Chekera, if he has reference to his case law and jurisprudence from when he was still practising law in Zimbabwe, further enhanced by his work at an international criminal tribunal, would know that such precedent exists in our country on the basis of provisions of our Constitution and criminal law (and regional and international treaties to which Zimbabwe has voluntarily bound itself), as well as further afield.

Indeed Chekera is correct to state that it is the prerogative of the Attorney-General to charge anyone on reasonable suspicion of commission of an offence (although not on reasonable suspicion of “guilt”, as he puts it — this is part of the basic introduction to criminal law).

However, in light of the above explained workings of international law and in accordance with general judicial precedent, even where there is reasonable suspicion, the Attorney-General would ethically and professionally be unable to proceed with such a case where such individuals have been victims of enforced disappearance and torture.

Where such cases proceed regardless, the prosecution of accused persons cannot, as a logical conclusion, be said to have any basis at law but rather points to a political motive and persecution.

Anywhere in the world, where a case has become so politicised to the extent that all rules of procedure have been thrown aside by political players, rather than lawyers, in efforts to “alleviate” the suffering of accused persons whilst doing nothing to address the initial injustice which sees them continue to face charges which are unsustainable in terms of domestic and international law, it is at the very least insincere of Chekera to blame lawyers for not following what he perceives to be the “correct” legal processes and prolonging the suffering of their clients.

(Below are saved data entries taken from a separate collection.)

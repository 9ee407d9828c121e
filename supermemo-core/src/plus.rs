//! SM2+: continuous performance and an overdue ratio instead of a discrete grade.

use crate::{CoreError, DayIndex, Performance, PlusConfig, PlusItem};
use serde::{Deserialize, Serialize};
use tracing::debug;

#[derive(Clone, Copy, Debug, PartialEq, Eq, Serialize, Deserialize)]
#[serde(rename_all = "snake_case")]
pub enum PlusTransition {
    /// Performance under the threshold.
    Lapse,
    Review,
}

#[derive(Clone, Debug, Default)]
pub struct PlusScheduler {
    config: PlusConfig,
}

impl PlusScheduler {
    pub fn new(config: PlusConfig) -> Self {
        Self { config }
    }

    pub fn config(&self) -> &PlusConfig {
        &self.config
    }

    /// Known quirk: `now_date` is ignored and the item starts at the
    /// configured initial review date (day 1 by default).
    pub fn create(&self, _now_date: DayIndex) -> PlusItem {
        let difficulty = self.config.default_difficulty;
        PlusItem {
            last_review_date: self.config.initial_review_date,
            percent_overdue: 1.0,
            difficulty,
            difficulty_weight: PlusItem::difficulty_weight_for(difficulty),
            days_between_reviews: self.config.initial_days_between_reviews,
        }
    }

    /// Applies one review on day `now_date`. Dates are not checked for
    /// monotonicity. On error the item is left untouched.
    ///
    /// Not idempotent: a second call on the same day sees zero elapsed days
    /// and yields a different state.
    pub fn update(
        &self,
        item: &mut PlusItem,
        now_date: DayIndex,
        performance: f64,
    ) -> Result<PlusTransition, CoreError> {
        let performance = Performance::new(performance)?.value();

        let transition = if performance < self.config.performance_threshold {
            // The first two writes are overwritten below. Only the interval
            // reset has a lasting effect, and because the weight never drops
            // under 1.3 it always fires.
            item.percent_overdue = 1.0;
            item.last_review_date = now_date;
            if 1.0 / (item.difficulty_weight * item.difficulty_weight) < 1.0 {
                item.days_between_reviews = 1.0;
            }
            PlusTransition::Lapse
        } else {
            PlusTransition::Review
        };

        let elapsed = (now_date - item.last_review_date) as f64;
        item.percent_overdue =
            (elapsed / item.days_between_reviews).min(self.config.max_percent_overdue);

        item.difficulty += item.percent_overdue * (8.0 - 9.0 * performance) / 17.0;
        item.difficulty = item.difficulty.clamp(0.0, 1.0);

        item.difficulty_weight = PlusItem::difficulty_weight_for(item.difficulty);
        item.days_between_reviews *=
            1.0 + (item.difficulty_weight - 1.0) * item.percent_overdue;
        item.last_review_date = now_date;

        debug!(
            now_date,
            performance,
            ?transition,
            percent_overdue = item.percent_overdue,
            difficulty = item.difficulty,
            days_between_reviews = item.days_between_reviews,
            "sm2+ review applied"
        );
        Ok(transition)
    }
}

#[cfg(test)]
mod tests {
    use super::*;
    use crate::{InvalidValue, DIFFICULTY_DEFAULT};

    #[test]
    fn create_ignores_now_date() {
        let s = PlusScheduler::default();
        let item = s.create(500);
        assert_eq!(item.last_review_date, 1);
        assert_eq!(item.difficulty, DIFFICULTY_DEFAULT);
        assert_eq!(item.days_between_reviews, 1.0);
        assert_eq!(item.percent_overdue, 1.0);
        assert_eq!(
            item.difficulty_weight,
            PlusItem::difficulty_weight_for(DIFFICULTY_DEFAULT)
        );
    }

    #[test]
    fn perfect_review_one_day_later() {
        let s = PlusScheduler::default();
        let mut item = s.create(1);
        assert_eq!(s.update(&mut item, 2, 1.0).unwrap(), PlusTransition::Review);

        let difficulty = 0.3 + 1.0 * (8.0 - 9.0 * 1.0) / 17.0;
        let weight = 3.0 - 1.7 * difficulty;
        assert_eq!(item.percent_overdue, 1.0);
        assert_eq!(item.difficulty, difficulty);
        assert_eq!(item.difficulty_weight, weight);
        assert_eq!(item.days_between_reviews, 1.0 * (1.0 + (weight - 1.0) * 1.0));
        assert!((item.days_between_reviews - 2.59).abs() < 1e-9);
        assert_eq!(item.last_review_date, 2);
    }

    #[test]
    fn lapse_resets_interval_and_sees_no_elapsed_time() {
        let s = PlusScheduler::default();
        let mut item = PlusItem {
            last_review_date: 10,
            percent_overdue: 0.5,
            difficulty: 0.4,
            difficulty_weight: PlusItem::difficulty_weight_for(0.4),
            days_between_reviews: 9.0,
        };
        assert_eq!(s.update(&mut item, 20, 0.2).unwrap(), PlusTransition::Lapse);
        assert_eq!(item.percent_overdue, 0.0);
        assert_eq!(item.difficulty, 0.4);
        assert_eq!(item.days_between_reviews, 1.0);
        assert_eq!(item.last_review_date, 20);
    }

    #[test]
    fn overdue_ratio_is_capped() {
        let s = PlusScheduler::default();
        let mut item = s.create(1);
        s.update(&mut item, 100, 0.9).unwrap();
        assert_eq!(item.percent_overdue, 2.0);
    }

    #[test]
    fn difficulty_clamped_to_unit_range() {
        let s = PlusScheduler::default();
        let mut item = s.create(1);
        item.difficulty = 0.95;
        s.update(&mut item, 3, 0.6).unwrap();
        assert_eq!(item.difficulty, 1.0);
        assert!((item.difficulty_weight - 1.3).abs() < 1e-12);

        item.difficulty = 0.01;
        let next = item.next_review_date().unwrap();
        s.update(&mut item, next + 5, 1.0).unwrap();
        assert_eq!(item.difficulty, 0.0);
        assert_eq!(item.difficulty_weight, 3.0);
    }

    #[test]
    fn same_day_repeat_is_not_idempotent() {
        let s = PlusScheduler::default();
        let mut item = s.create(1);
        s.update(&mut item, 2, 0.8).unwrap();
        let first = item.clone();
        s.update(&mut item, 2, 0.8).unwrap();
        assert_eq!(item.percent_overdue, 0.0);
        assert_ne!(item.percent_overdue, first.percent_overdue);
        assert_eq!(item.days_between_reviews, first.days_between_reviews);
    }

    #[test]
    fn invalid_performance_leaves_item_untouched() {
        let s = PlusScheduler::default();
        let mut item = s.create(1);
        let before = item.clone();
        assert_eq!(
            s.update(&mut item, 2, 1.5),
            Err(CoreError::InvalidParameter(InvalidValue::Performance(1.5)))
        );
        assert!(s.update(&mut item, 2, -0.1).is_err());
        assert!(s.update(&mut item, 2, f64::NAN).is_err());
        assert_eq!(item, before);
    }

    #[test]
    fn threshold_is_configurable() {
        let s = PlusScheduler::new(PlusConfig {
            performance_threshold: 0.9,
            ..PlusConfig::default()
        });
        let mut item = s.create(1);
        assert_eq!(s.update(&mut item, 2, 0.8).unwrap(), PlusTransition::Lapse);
    }
}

If anything, those who insist on politicising legal processes rather than complying with the law should be the ones facing his allegations.

Chekera criticises human rights lawyers for their legal submissions which, he accuses, are “increasingly taking the tone of human rights mantra”.

Legal arguments seeking to uphold the fundamental rights and freedoms of individuals are the right of an accused person if s/he is to have proper protection of the law, as is provided for in our Constitution.

Such disregard for basic rights is even more astonishing coming from a lawyer representing an accused person who is appearing before an international criminal tribunal. We will be watching closely to see how often Charles Taylor’s defence team, including Chekera, will resort to the “human rights mantra” when they seek to protect the rights of their client.

It is very easy to blame lawyers for failures in the justice delivery system. We are a soft target and do not mind such attacks as they come with the terrain, along with assaults, surveillance, arrests, detentions and abductions.

We will continue to appreciate the humour such opinion pieces bring to a few minutes of our day. But once the chuckles have faded, we and our colleagues will prefer to continue carrying out our professional mandate by focusing on the following statistical reality: in the past six years, a conservative estimate of over 5 500 human rights defenders have benefited from legal representation by lawyers — many represented by those with whom Chekera has found fault.

Not one single conviction has been secured by the state in these cases. So Chekera will pardon us if we continue using our “human rights mantra” to preserve the lives, dignity and rights of our clients.        

  • Irene Petras is the Executive Director and Otto Saki is the Programmes Coordinator of Zimbabwe Lawyers for Human Rights. They write in their personal capacities.